Chaperone-rich tumor cell lysate-mediated activation of antigen-presenting cells resists regulatory T cell suppression

CD4⁺CD25⁺ regulatory T lymphocytes (Tregs) critically contribute to the mechanisms of cancer-induced tolerance. These cells suppress anti-tumoral CD8⁺ and CD4⁺ T lymphocytes and can also restrain the function of APCs. We have previously documented the immunostimulatory effects of a chaperone-rich cell lysate (CRCL) anti-cancer vaccine. Tumor-derived CRCL induces tumor immunity in vivo, partly by promoting dendritic cell (DC) and macrophage activation.
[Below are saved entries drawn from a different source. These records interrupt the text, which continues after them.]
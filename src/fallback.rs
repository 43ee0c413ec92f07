//! Refresh lifecycle states and full-refresh de-duplication.

use std::sync::atomic::{AtomicBool, Ordering};

/// Lifecycle of one refresh cycle for one partial. A new setting change
/// always starts over at `PendingRefresh`.
#[derive(Debug, Clone, Copy, PartialEq, Eq, Default)]
pub enum RefreshState {
    #[default]
    Idle,
    /// Waiting for the debounce window to close.
    PendingRefresh,
    /// Part of a dispatched batch.
    InFlight,
    Applied,
    Failed,
}

/// Lets exactly one full refresh through until reset.
#[derive(Debug, Default)]
pub struct FullRefreshGate {
    triggered: AtomicBool,
}

impl FullRefreshGate {
    #[must_use]
    pub fn new() -> Self {
        Self::default()
    }

    /// Returns `true` for the first call only.
    pub fn trigger(&self) -> bool {
        !self.triggered.swap(true, Ordering::SeqCst)
    }

    pub fn is_triggered(&self) -> bool {
        self.triggered.load(Ordering::SeqCst)
    }

    /// Re-arm, as after the reloaded preview reports ready.
    pub fn reset(&self) {
        self.triggered.store(false, Ordering::SeqCst);
    }
}
//! The render authority: validates batches and re-renders partials against
//! proposed setting values.

pub mod page;
pub mod render;
pub mod server;
pub mod tokens;

pub use page::PageEmitter;
pub use render::{CallbackRenderer, ListMemberRenderer, TemplateRenderer};
pub use server::AuthorityServer;
pub use tokens::{TokenRegistry, TokenValidator};

use crate::dispatch::wire::{RenderRequest, RenderResponse, RenderedItem};
use crate::error::ErrorCode;
use crate::settings::SettingsStore;
use crate::signature::ContextSigner;
use serde_json::Value;
use std::collections::{BTreeMap, HashMap};
use std::sync::{Arc, RwLock};
use tracing::{debug, error, warn};

/// Setting values as the renderer must see them: proposed values first,
/// persisted values otherwise.
pub struct PreviewState<'a> {
    persisted: &'a dyn SettingsStore,
    overrides: &'a BTreeMap<String, Value>,
}

impl<'a> PreviewState<'a> {
    #[must_use]
    pub fn new(persisted: &'a dyn SettingsStore, overrides: &'a BTreeMap<String, Value>) -> Self {
        Self {
            persisted,
            overrides,
        }
    }

    pub fn get(&self, id: &str) -> Option<Value> {
        self.overrides
            .get(id)
            .cloned()
            .or_else(|| self.persisted.get(id))
    }
}

/// A partial known to the authority.
#[derive(Debug, Clone, PartialEq)]
pub struct AuthorityPartial {
    pub id: String,
    pub kind: String,
    pub settings: Vec<String>,
}

impl AuthorityPartial {
    #[must_use]
    pub fn new(id: impl Into<String>, kind: impl Into<String>) -> Self {
        let id = id.into();
        Self {
            settings: vec![id.clone()],
            id,
            kind: kind.into(),
        }
    }

    #[must_use]
    pub fn with_settings<I, S>(mut self, settings: I) -> Self
    where
        I: IntoIterator<Item = S>,
        S: Into<String>,
    {
        let settings: Vec<String> = settings.into_iter().map(Into::into).collect();
        if !settings.is_empty() {
            self.settings = settings;
        }
        self
    }
}

/// One renderer invocation.
pub struct RenderCall<'a> {
    pub partial: &'a AuthorityPartial,
    /// The placement context, signature already verified and stripped.
    pub context: Option<&'a Value>,
    pub state: &'a PreviewState<'a>,
}

/// Renderer result: markup, nothing, or a per-container error.
pub type RenderOutcome = Result<Option<String>, ErrorCode>;

/// Produces markup for one partial type (or one partial).
pub trait Renderer: Send + Sync {
    /// Whether contexts must carry a valid signature.
    fn requires_signed_context(&self) -> bool {
        false
    }

    fn render(&self, call: &RenderCall<'_>) -> RenderOutcome;
}

struct Registered {
    partial: Arc<AuthorityPartial>,
    renderer: Option<Arc<dyn Renderer>>,
}

/// Serves render batches.
pub struct RenderAuthority {
    tokens: Arc<dyn TokenValidator>,
    signer: ContextSigner,
    persisted: Arc<dyn SettingsStore>,
    partials: RwLock<HashMap<String, Registered>>,
    dynamic: RwLock<Vec<(String, String)>>,
    renderers: RwLock<HashMap<String, Arc<dyn Renderer>>>,
}

impl RenderAuthority {
    #[must_use]
    pub fn new(
        tokens: Arc<dyn TokenValidator>,
        signer: ContextSigner,
        persisted: Arc<dyn SettingsStore>,
    ) -> Self {
        Self {
            tokens,
            signer,
            persisted,
            partials: RwLock::new(HashMap::new()),
            dynamic: RwLock::new(Vec::new()),
            renderers: RwLock::new(HashMap::new()),
        }
    }

    /// Signer shared with the page emitter.
    pub fn signer(&self) -> &ContextSigner {
        &self.signer
    }

    /// Register a partial rendered by its type's renderer.
    pub fn add_partial(&self, partial: AuthorityPartial) {
        self.insert(partial, None);
    }

    /// Register a partial with its own renderer.
    pub fn add_partial_with_renderer(&self, partial: AuthorityPartial, renderer: Arc<dyn Renderer>) {
        self.insert(partial, Some(renderer));
    }

    fn insert(&self, partial: AuthorityPartial, renderer: Option<Arc<dyn Renderer>>) {
        debug!(partial_id = %partial.id, kind = %partial.kind, "authority partial registered");
        self.partials
            .write()
            .unwrap_or_else(|e| e.into_inner())
            .insert(
                partial.id.clone(),
                Registered {
                    partial: Arc::new(partial),
                    renderer,
                },
            );
    }

    /// Recognise ids shaped `<prefix>[...]` as partials of `kind` without
    /// registering each one.
    pub fn add_dynamic_partials(&self, prefix: &str, kind: &str) {
        self.dynamic
            .write()
            .unwrap_or_else(|e| e.into_inner())
            .push((prefix.to_owned(), kind.to_owned()));
    }

    /// Set the renderer for a partial type.
    pub fn set_renderer(&self, kind: &str, renderer: Arc<dyn Renderer>) {
        self.renderers
            .write()
            .unwrap_or_else(|e| e.into_inner())
            .insert(kind.to_owned(), renderer);
    }

    fn resolve(&self, id: &str) -> Option<(Arc<AuthorityPartial>, Option<Arc<dyn Renderer>>)> {
        if let Some(r) = self
            .partials
            .read()
            .unwrap_or_else(|e| e.into_inner())
            .get(id)
        {
            return Some((Arc::clone(&r.partial), r.renderer.clone()));
        }
        let dynamic = self.dynamic.read().unwrap_or_else(|e| e.into_inner());
        dynamic
            .iter()
            .find(|(prefix, _)| crate::partial::bracketed(id, prefix).is_some())
            .map(|(_, kind)| (Arc::new(AuthorityPartial::new(id, kind.as_str())), None))
    }

    fn renderer_for(&self, partial: &AuthorityPartial) -> Option<Arc<dyn Renderer>> {
        self.renderers
            .read()
            .unwrap_or_else(|e| e.into_inner())
            .get(&partial.kind)
            .cloned()
    }

    /// Answer one batch.
    pub fn process(&self, request: RenderRequest) -> RenderResponse {
        if let Err(code) = self.tokens.validate(&request.auth_token) {
            warn!(code = %code, "render batch rejected");
            return RenderResponse::error(code);
        }
        if request.requests.is_empty() {
            return RenderResponse::error(ErrorCode::MissingPartials);
        }

        let state = PreviewState::new(self.persisted.as_ref(), &request.dirty_settings);
        let contents = request
            .requests
            .iter()
            .map(|(id, contexts)| (id.clone(), self.render_partial(id, contexts, &state)))
            .collect();
        RenderResponse::Contents { contents }
    }

    /// Render one partial once per context; an empty context list renders
    /// once with no context. The output is index-aligned with `contexts`.
    fn render_partial(
        &self,
        id: &str,
        contexts: &[Option<Value>],
        state: &PreviewState<'_>,
    ) -> Vec<RenderedItem> {
        let slots = contexts.len().max(1);
        let Some((partial, own)) = self.resolve(id) else {
            debug!(partial_id = id, "unknown partial requested");
            return vec![RenderedItem::error(ErrorCode::UnknownPartial); slots];
        };
        let Some(renderer) = own.or_else(|| self.renderer_for(&partial)) else {
            error!(partial_id = id, kind = %partial.kind, "no renderer for partial type");
            return vec![RenderedItem::error(ErrorCode::RenderFailed); slots];
        };
        if contexts.is_empty() {
            return vec![self.render_one(&partial, renderer.as_ref(), None, state)];
        }
        contexts
            .iter()
            .map(|context| self.render_one(&partial, renderer.as_ref(), context.as_ref(), state))
            .collect()
    }

    fn render_one(
        &self,
        partial: &AuthorityPartial,
        renderer: &dyn Renderer,
        context: Option<&Value>,
        state: &PreviewState<'_>,
    ) -> RenderedItem {
        let verified;
        let context = match context {
            Some(raw) if renderer.requires_signed_context() => match self.signer.verify(raw) {
                Ok(stripped) => {
                    verified = stripped;
                    Some(&verified)
                }
                Err(code) => {
                    warn!(partial_id = %partial.id, code = %code, "rejected structural context");
                    return RenderedItem::error(code);
                }
            },
            other => other,
        };
        let call = RenderCall {
            partial,
            context,
            state,
        };
        match renderer.render(&call) {
            Ok(content) => RenderedItem {
                content,
                error: None,
            },
            Err(code) => {
                debug!(partial_id = %partial.id, code = %code, "render failed for container");
                RenderedItem::error(code)
            }
        }
    }
}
In the current study, we evaluated the effects of CD4⁺CD25⁺forkhead box P3 ⁺ Tregs isolated from mice bearing 12B1 bcr-abl⁺ leukemia on DC and macrophages that had been activated by 12B1-derived CRCL. CRCL-activated DC and macrophages resisted Treg suppression, as the production of proinflammatory cytokines, the activation of transcription factor NF-κB, and their immunostimulatory potential was unaffected by Tregs. Our results thus highlight CRCL as a powerful adjuvant endowed with the capacity to overcome tumor-induced Treg-inhibitory effects on APCs.